**WORK INSTRUCTION:** Please return every line from the entries that has the string "types" in it.
━━━ TASK MATERIAL ━━━
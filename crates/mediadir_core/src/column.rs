//! Store record schema and sort orders.

use serde::{Deserialize, Serialize};

/// Columns of the store's record schema that mediadir reads or writes.
#[derive(
    Debug,
    Clone,
    Copy,
    PartialEq,
    Eq,
    PartialOrd,
    Ord,
    Hash,
    Serialize,
    Deserialize,
    strum::EnumIter,
    derive_more::Display,
)]
#[serde(rename_all = "snake_case")]
pub enum Column {
    /// Store-assigned identifier
    #[display("id")]
    Id,
    /// Title (display name without extension)
    #[display("title")]
    Title,
    /// Absolute path hint
    #[display("data_path")]
    DataPath,
    /// MIME type
    #[display("mime_type")]
    MimeType,
    /// Display name
    #[display("display_name")]
    DisplayName,
    /// Size in bytes
    #[display("size")]
    Size,
    /// Path relative to the volume root, category root first
    #[display("relative_path")]
    RelativePath,
    /// Name of the directory directly containing the item
    #[display("bucket")]
    Bucket,
    /// Last modification, seconds since the epoch
    #[display("date_modified")]
    DateModified,
    /// Playback duration in milliseconds
    #[display("duration")]
    Duration,
    /// Pending flag: 1 hides the record from other readers
    #[display("is_pending")]
    IsPending,
}

impl Column {
    /// Every column a full record snapshot is decoded from.
    pub const RECORD: [Column; 11] = [
        Column::Id,
        Column::Title,
        Column::DataPath,
        Column::MimeType,
        Column::DisplayName,
        Column::Size,
        Column::RelativePath,
        Column::Bucket,
        Column::DateModified,
        Column::Duration,
        Column::IsPending,
    ];
}

/// Direction of a sort.
#[derive(
    Debug,
    Clone,
    Copy,
    PartialEq,
    Eq,
    Hash,
    Default,
    Serialize,
    Deserialize,
    derive_more::Display,
)]
#[serde(rename_all = "lowercase")]
pub enum SortDirection {
    /// Smallest first
    #[display("ASC")]
    Ascending,
    /// Largest first
    #[default]
    #[display("DESC")]
    Descending,
}

/// Sort clause passed to the store.
///
/// Defaults to newest first (descending identifier).
///
/// # Examples
///
/// ```
/// use mediadir_core::{Column, SortDirection, SortOrder};
///
/// assert_eq!(SortOrder::default().to_string(), "id DESC");
/// assert_eq!(
///     SortOrder::new(Column::DisplayName, SortDirection::Ascending).to_string(),
///     "display_name ASC"
/// );
/// ```
#[derive(
    Debug, Clone, Copy, PartialEq, Eq, Hash, Serialize, Deserialize, derive_more::Display,
)]
#[display("{} {}", column, direction)]
pub struct SortOrder {
    /// Column to sort by
    pub column: Column,
    /// Sort direction
    #[serde(default)]
    pub direction: SortDirection,
}

impl SortOrder {
    /// Create a sort order.
    pub fn new(column: Column, direction: SortDirection) -> Self {
        Self { column, direction }
    }

    /// Newest first.
    pub fn newest_first() -> Self {
        Self::new(Column::Id, SortDirection::Descending)
    }
}

impl Default for SortOrder {
    fn default() -> Self {
        Self::newest_first()
    }
}
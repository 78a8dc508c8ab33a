//! Error types for the mediadir library.
//!
//! This crate provides the foundation error types used throughout the mediadir crates.
//!
//! # Error Hierarchy
//!
//! All errors follow the `ErrorKind` + wrapper struct pattern for clean error handling:
//! - `*ErrorKind` enum defines specific error conditions
//! - `*Error` struct wraps the kind with source location tracking
//! - All errors use `#[track_caller]` for automatic location capture
//!
//! # Examples
//!
//! ```
//! use mediadir_error::{MediaDirResult, StoreError, StoreErrorKind};
//!
//! fn open_record() -> MediaDirResult<Vec<u8>> {
//!     Err(StoreError::new(StoreErrorKind::Io("stream closed".to_string())))?
//! }
//!
//! match open_record() {
//!     Ok(bytes) => println!("Read {} bytes", bytes.len()),
//!     Err(e) => eprintln!("Error: {}", e),
//! }
//! ```

#![forbid(unsafe_code)]
#![warn(missing_docs)]

mod builder;
mod config;
mod error;
mod grant;
mod storage;

pub use builder::{BuilderError, BuilderErrorKind};
pub use config::ConfigError;
pub use error::{MediaDirError, MediaDirErrorKind, MediaDirResult};
pub use grant::GrantRequest;
pub use storage::{StoreError, StoreErrorKind};
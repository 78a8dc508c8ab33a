//! Photo capture metadata.

use derive_getters::Getters;
use serde::{Deserialize, Serialize};

/// Snapshot of a photo's capture metadata.
///
/// Values are kept in the textual form the metadata reader reports them in.
/// This is a projection of a record's bytes and is never stored. Missing
/// coordinates read as `(0.0, 0.0)`.
#[derive(
    Debug,
    Clone,
    PartialEq,
    Default,
    Serialize,
    Deserialize,
    Getters,
    derive_builder::Builder,
)]
#[builder(setter(into), default)]
pub struct PhotoExifInfo {
    /// Aperture (f-number)
    #[builder(setter(into, strip_option))]
    aperture: Option<String>,
    /// Capture time as set on the device
    #[builder(setter(into, strip_option))]
    date_time: Option<String>,
    /// Exposure time
    #[builder(setter(into, strip_option))]
    exposure_time: Option<String>,
    /// Flash state
    #[builder(setter(into, strip_option))]
    flash: Option<String>,
    /// Focal length
    #[builder(setter(into, strip_option))]
    focal_length: Option<String>,
    /// Image height in pixels
    #[builder(setter(into, strip_option))]
    image_length: Option<String>,
    /// Image width in pixels
    #[builder(setter(into, strip_option))]
    image_width: Option<String>,
    /// ISO sensitivity
    #[builder(setter(into, strip_option))]
    iso: Option<String>,
    /// Device make
    #[builder(setter(into, strip_option))]
    make: Option<String>,
    /// Device model
    #[builder(setter(into, strip_option))]
    model: Option<String>,
    /// Orientation
    #[builder(setter(into, strip_option))]
    orientation: Option<String>,
    /// White balance
    #[builder(setter(into, strip_option))]
    white_balance: Option<String>,
    /// Latitude in decimal degrees (WGS84)
    latitude: f64,
    /// Longitude in decimal degrees (WGS84)
    longitude: f64,
}

impl PhotoExifInfo {
    /// Creates a new builder.
    pub fn builder() -> PhotoExifInfoBuilder {
        PhotoExifInfoBuilder::default()
    }

    /// Whether the photo carried GPS coordinates.
    pub fn has_location(&self) -> bool {
        self.latitude != 0.0 || self.longitude != 0.0
    }
}

impl std::fmt::Display for PhotoExifInfo {
    fn fmt(&self, f: &mut std::fmt::Formatter<'_>) -> std::fmt::Result {
        let fields = [
            ("aperture", &self.aperture),
            ("date_time", &self.date_time),
            ("exposure_time", &self.exposure_time),
            ("flash", &self.flash),
            ("focal_length", &self.focal_length),
            ("image_length", &self.image_length),
            ("image_width", &self.image_width),
            ("iso", &self.iso),
            ("make", &self.make),
            ("model", &self.model),
            ("orientation", &self.orientation),
            ("white_balance", &self.white_balance),
        ];
        for (name, value) in fields {
            writeln!(f, "{}: {}", name, value.as_deref().unwrap_or("-"))?;
        }
        write!(f, "location: {}, {}", self.latitude, self.longitude)
    }
}
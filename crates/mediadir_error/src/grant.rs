//! Grant requests issued by the store on recoverable denials.

/// One-shot, user-mediated authorization token produced by the store.
///
/// The token is opaque to mediadir: it is handed to a permission broker,
/// presented to the user, and consumed by the store when the user approves.
///
/// # Examples
///
/// ```
/// use mediadir_error::GrantRequest;
///
/// let grant = GrantRequest::new("grant-7", "delete content://media/external/images/media/7");
/// assert_eq!(grant.token(), "grant-7");
/// assert!(format!("{}", grant).contains("grant-7"));
/// ```
#[derive(Debug, Clone, PartialEq, Eq, Hash, PartialOrd, Ord, derive_more::Display)]
#[display("{} ({})", token, action)]
pub struct GrantRequest {
    token: String,
    action: String,
}

impl GrantRequest {
    /// Create a grant request for the given token and the action it would authorize.
    pub fn new(token: impl Into<String>, action: impl Into<String>) -> Self {
        Self {
            token: token.into(),
            action: action.into(),
        }
    }

    /// The opaque token the store will accept once the user approves.
    pub fn token(&self) -> &str {
        &self.token
    }

    /// Human-readable description of the action awaiting approval.
    pub fn action(&self) -> &str {
        &self.action
    }
}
━━━
**YOUR RESPONSE:**
//! Error types for the mediadir library.
//! This crate provides the foundation error types used throughout the mediadir crates.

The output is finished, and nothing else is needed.